- STORED DATA:
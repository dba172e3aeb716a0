//! Hybrid footprint bars
//!
//! One open bar per symbol accumulates classified fills into a price-level
//! histogram. The bar closes on whichever of duration, volume or tick count
//! trips first; index instruments rotate on duration alone.

use serde::{Deserialize, Serialize};
use std::collections::{BTreeMap, HashMap, VecDeque};

use super::inference::ClassifiedFill;
use crate::config::FootprintConfig;
use crate::types::{from_ticks, InstrumentKind};

/// Accumulated aggression at one price
#[derive(Debug, Clone, Copy, Default, PartialEq)]
struct LevelAcc {
    bid_qty: f64,
    ask_qty: f64,
    absorption: bool,
}

/// One price row of a closed bar
#[derive(Debug, Clone, PartialEq, Serialize, Deserialize)]
pub struct FootprintLevel {
    pub price: f64,
    pub bid_qty: f64,
    pub ask_qty: f64,
    pub absorption: bool,
}

/// Immutable snapshot of a rotated bar
#[derive(Debug, Clone, PartialEq, Serialize, Deserialize)]
pub struct FootprintBar {
    pub symbol: String,
    /// Bar start (ms)
    pub ts_ms: i64,
    pub end_ts_ms: i64,
    pub open: f64,
    pub high: f64,
    pub low: f64,
    pub close: f64,
    pub volume: f64,
    pub tick_count: u64,
    /// Σ(ask - bid) across levels
    pub delta: f64,
    /// Reference price supplied at rotation
    pub vwap: f64,
    /// Ascending by price
    pub levels: Vec<FootprintLevel>,
}

#[derive(Debug, Default)]
struct OpenBar {
    start_ts: Option<i64>,
    levels: BTreeMap<i64, LevelAcc>,
    ohlc: Option<(f64, f64, f64, f64)>,
    volume: f64,
    tick_count: u64,
}

impl OpenBar {
    fn starting_at(ts: i64) -> Self {
        Self {
            start_ts: Some(ts),
            ..Default::default()
        }
    }

    fn level_mut(&mut self, price_ticks: i64) -> &mut LevelAcc {
        self.levels.entry(price_ticks).or_default()
    }
}

#[derive(Debug)]
struct SymbolBars {
    kind: InstrumentKind,
    bar: OpenBar,
    max_volume: f64,
    recent_volumes: VecDeque<f64>,
}

pub struct FootprintBuilder {
    config: FootprintConfig,
    tick_size: f64,
    symbols: HashMap<String, SymbolBars>,
}

impl FootprintBuilder {
    pub fn new(config: FootprintConfig, tick_size: f64) -> Self {
        Self {
            config,
            tick_size,
            symbols: HashMap::new(),
        }
    }

    fn entry(&mut self, symbol: &str, kind: InstrumentKind) -> &mut SymbolBars {
        let default_volume = self.config.max_volume as f64;
        self.symbols
            .entry(symbol.to_string())
            .or_insert_with(|| SymbolBars {
                kind,
                bar: OpenBar::default(),
                max_volume: default_volume,
                recent_volumes: VecDeque::new(),
            })
    }

    /// Accumulate one classified fill into the symbol's open bar
    pub fn on_fill(&mut self, symbol: &str, kind: InstrumentKind, fill: &ClassifiedFill, ts_ms: i64) {
        let state = self.entry(symbol, kind);
        state.kind = kind;
        let bar = &mut state.bar;
        if bar.start_ts.is_none() {
            bar.start_ts = Some(ts_ms);
        }

        let p = fill.price;
        bar.ohlc = Some(match bar.ohlc {
            None => (p, p, p, p),
            Some((o, h, l, _)) => (o, h.max(p), l.min(p), p),
        });
        bar.volume += fill.volume();
        bar.tick_count += 1;

        let level = bar.level_mut(fill.price_ticks);
        level.bid_qty += fill.bid_qty;
        level.ask_qty += fill.ask_qty;
        if fill.is_absorbed() {
            level.absorption = true;
        }
    }

    /// Close the open bar if any threshold tripped. The next bar starts at
    /// `now_ms`. Empty windows restart silently.
    pub fn check_rotation(&mut self, symbol: &str, now_ms: i64, vwap: f64) -> Option<FootprintBar> {
        let max_duration_ms = self.config.max_duration_secs * 1000;
        let max_ticks = self.config.max_ticks;
        let tick_size = self.tick_size;

        let state = self.symbols.get_mut(symbol)?;
        let start = state.bar.start_ts?;

        let by_time = now_ms - start >= max_duration_ms;
        let by_flow = state.kind == InstrumentKind::Market
            && (state.bar.volume >= state.max_volume || state.bar.tick_count >= max_ticks);
        if !by_time && !by_flow {
            return None;
        }

        let closed = std::mem::replace(&mut state.bar, OpenBar::starting_at(now_ms));
        snapshot(symbol, closed, now_ms, vwap, tick_size)
    }

    /// Force-close every non-empty bar (shutdown flush)
    pub fn drain(&mut self, now_ms: i64) -> Vec<FootprintBar> {
        let tick_size = self.tick_size;
        let mut out = Vec::new();
        for (symbol, state) in self.symbols.iter_mut() {
            let closed = std::mem::take(&mut state.bar);
            if let Some(bar) = snapshot(symbol, closed, now_ms, 0.0, tick_size) {
                out.push(bar);
            }
        }
        out.sort_by(|a, b| a.symbol.cmp(&b.symbol));
        out
    }

    /// Feed a closed 1-minute candle volume for threshold calibration
    pub fn record_candle_volume(&mut self, symbol: &str, kind: InstrumentKind, volume: f64) {
        let window = self.config.calibration_window;
        let min_candles = self.config.calibration_min_candles;
        let calibrate = self.config.calibrate;

        let state = self.entry(symbol, kind);
        state.recent_volumes.push_back(volume);
        while state.recent_volumes.len() > window {
            state.recent_volumes.pop_front();
        }

        if calibrate && state.recent_volumes.len() >= min_candles {
            let avg = state.recent_volumes.iter().sum::<f64>() / state.recent_volumes.len() as f64;
            if avg > 0.0 {
                state.max_volume = avg;
            }
        }
    }

    /// Current volume threshold for the symbol
    pub fn volume_threshold(&self, symbol: &str) -> Option<f64> {
        self.symbols.get(symbol).map(|s| s.max_volume)
    }

    /// Threshold derived from observed candle volume, once enough candles
    /// were recorded
    pub fn calibrated_threshold(&self, symbol: &str) -> Option<f64> {
        let state = self.symbols.get(symbol)?;
        (self.config.calibrate && state.recent_volumes.len() >= self.config.calibration_min_candles)
            .then_some(state.max_volume)
    }
}

fn snapshot(symbol: &str, bar: OpenBar, end_ts: i64, vwap: f64, tick_size: f64) -> Option<FootprintBar> {
    let start = bar.start_ts?;
    let (open, high, low, close) = bar.ohlc?;
    if bar.tick_count == 0 {
        return None;
    }

    let mut delta = 0.0;
    let levels = bar
        .levels
        .into_iter()
        .map(|(ticks, acc)| {
            delta += acc.ask_qty - acc.bid_qty;
            FootprintLevel {
                price: from_ticks(ticks, tick_size),
                bid_qty: acc.bid_qty,
                ask_qty: acc.ask_qty,
                absorption: acc.absorption,
            }
        })
        .collect();

    Some(FootprintBar {
        symbol: symbol.to_string(),
        ts_ms: start,
        end_ts_ms: end_ts,
        open,
        high,
        low,
        close,
        volume: bar.volume,
        tick_count: bar.tick_count,
        delta,
        vwap,
        levels,
    })
}

#[cfg(test)]
mod tests {
    use super::*;
    use crate::types::to_ticks;
    use rand::{rngs::StdRng, Rng, SeedableRng};

    fn fill(price: f64, bid: f64, ask: f64) -> ClassifiedFill {
        ClassifiedFill {
            price,
            price_ticks: to_ticks(price, 0.05),
            bid_qty: bid,
            ask_qty: ask,
            absorption: 0,
        }
    }

    fn builder() -> FootprintBuilder {
        FootprintBuilder::new(FootprintConfig::default(), 0.05)
    }

    #[test]
    fn test_rotates_on_volume_threshold() {
        let mut fp = builder();
        let mut ts = 1_000;
        for _ in 0..5 {
            fp.on_fill("X", InstrumentKind::Market, &fill(100.0, 0.0, 1000.0), ts);
            ts += 100;
        }
        let bar = fp.check_rotation("X", ts, 100.0).expect("volume rotation");
        assert!(bar.volume >= 5000.0);
        assert_eq!(bar.ts_ms, 1_000);
        assert_eq!(bar.delta, 5000.0);

        // Fresh bar, nothing to rotate
        assert!(fp.check_rotation("X", ts + 1, 100.0).is_none());
    }

    #[test]
    fn test_rotates_on_duration_and_tick_count() {
        let mut fp = builder();
        fp.on_fill("X", InstrumentKind::Market, &fill(100.0, 1.0, 0.0), 0);
        assert!(fp.check_rotation("X", 59_999, 100.0).is_none());
        assert!(fp.check_rotation("X", 60_000, 100.0).is_some());

        for i in 0..300 {
            fp.on_fill("X", InstrumentKind::Market, &fill(100.0, 1.0, 0.0), 60_000 + i);
        }
        let bar = fp.check_rotation("X", 60_400, 100.0).expect("tick rotation");
        assert_eq!(bar.tick_count, 300);
    }

    #[test]
    fn test_index_rotates_on_duration_only() {
        let mut fp = builder();
        for i in 0..400 {
            fp.on_fill("NIFTY", InstrumentKind::Index, &fill(100.0, 50.0, 50.0), i);
        }
        assert!(fp.check_rotation("NIFTY", 1_000, 100.0).is_none());
        assert!(fp.check_rotation("NIFTY", 60_000, 100.0).is_some());
    }

    #[test]
    fn test_empty_window_is_not_emitted() {
        let mut fp = builder();
        fp.on_fill("X", InstrumentKind::Market, &fill(100.0, 1.0, 0.0), 0);
        assert!(fp.check_rotation("X", 60_000, 100.0).is_some());
        // No fills in the next window
        assert!(fp.check_rotation("X", 120_000, 100.0).is_none());
    }

    #[test]
    fn test_calibration_sets_volume_threshold() {
        let mut fp = builder();
        for _ in 0..9 {
            fp.record_candle_volume("X", InstrumentKind::Market, 200.0);
        }
        assert_eq!(fp.volume_threshold("X"), Some(5000.0));
        assert_eq!(fp.calibrated_threshold("X"), None);
        fp.record_candle_volume("X", InstrumentKind::Market, 200.0);
        assert_eq!(fp.volume_threshold("X"), Some(200.0));
        assert_eq!(fp.calibrated_threshold("X"), Some(200.0));
    }

    #[test]
    fn test_random_ticks_keep_bar_invariants() {
        let mut rng = StdRng::seed_from_u64(7);
        let mut fp = builder();
        let mut ts = 0;
        let mut price = 100.0;
        let mut rotations = 0;

        for _ in 0..5_000 {
            ts += rng.gen_range(0..400);
            price += rng.gen_range(-2..=2) as f64 * 0.05;
            let qty = rng.gen_range(1..50) as f64;
            let f = if rng.gen_bool(0.5) {
                fill(price, 0.0, qty)
            } else {
                fill(price, qty, 0.0)
            };
            fp.on_fill("X", InstrumentKind::Market, &f, ts);

            if let Some(bar) = fp.check_rotation("X", ts, price) {
                rotations += 1;
                assert!(bar.high >= bar.open.max(bar.close));
                assert!(bar.low <= bar.open.min(bar.close));
                let level_vol: f64 = bar.levels.iter().map(|l| l.bid_qty + l.ask_qty).sum();
                assert!((level_vol - bar.volume).abs() < 1e-6);
            }
            // At most one rotation per call: an immediate recheck never rotates
            assert!(fp.check_rotation("X", ts, price).is_none());
        }
        assert!(rotations > 0);
    }
}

- TASK TO CARRY OUT: When a line in the listing has the string "vwap" in it, return that line.

- TASK RESULT:
    pub vwap: f64,
    pub fn check_rotation(&mut self, symbol: &str, now_ms: i64, vwap: f64) -> Option<FootprintBar> {
        snapshot(symbol, closed, now_ms, vwap, tick_size)
fn snapshot(symbol: &str, bar: OpenBar, end_ts: i64, vwap: f64, tick_size: f64) -> Option<FootprintBar> {
        vwap,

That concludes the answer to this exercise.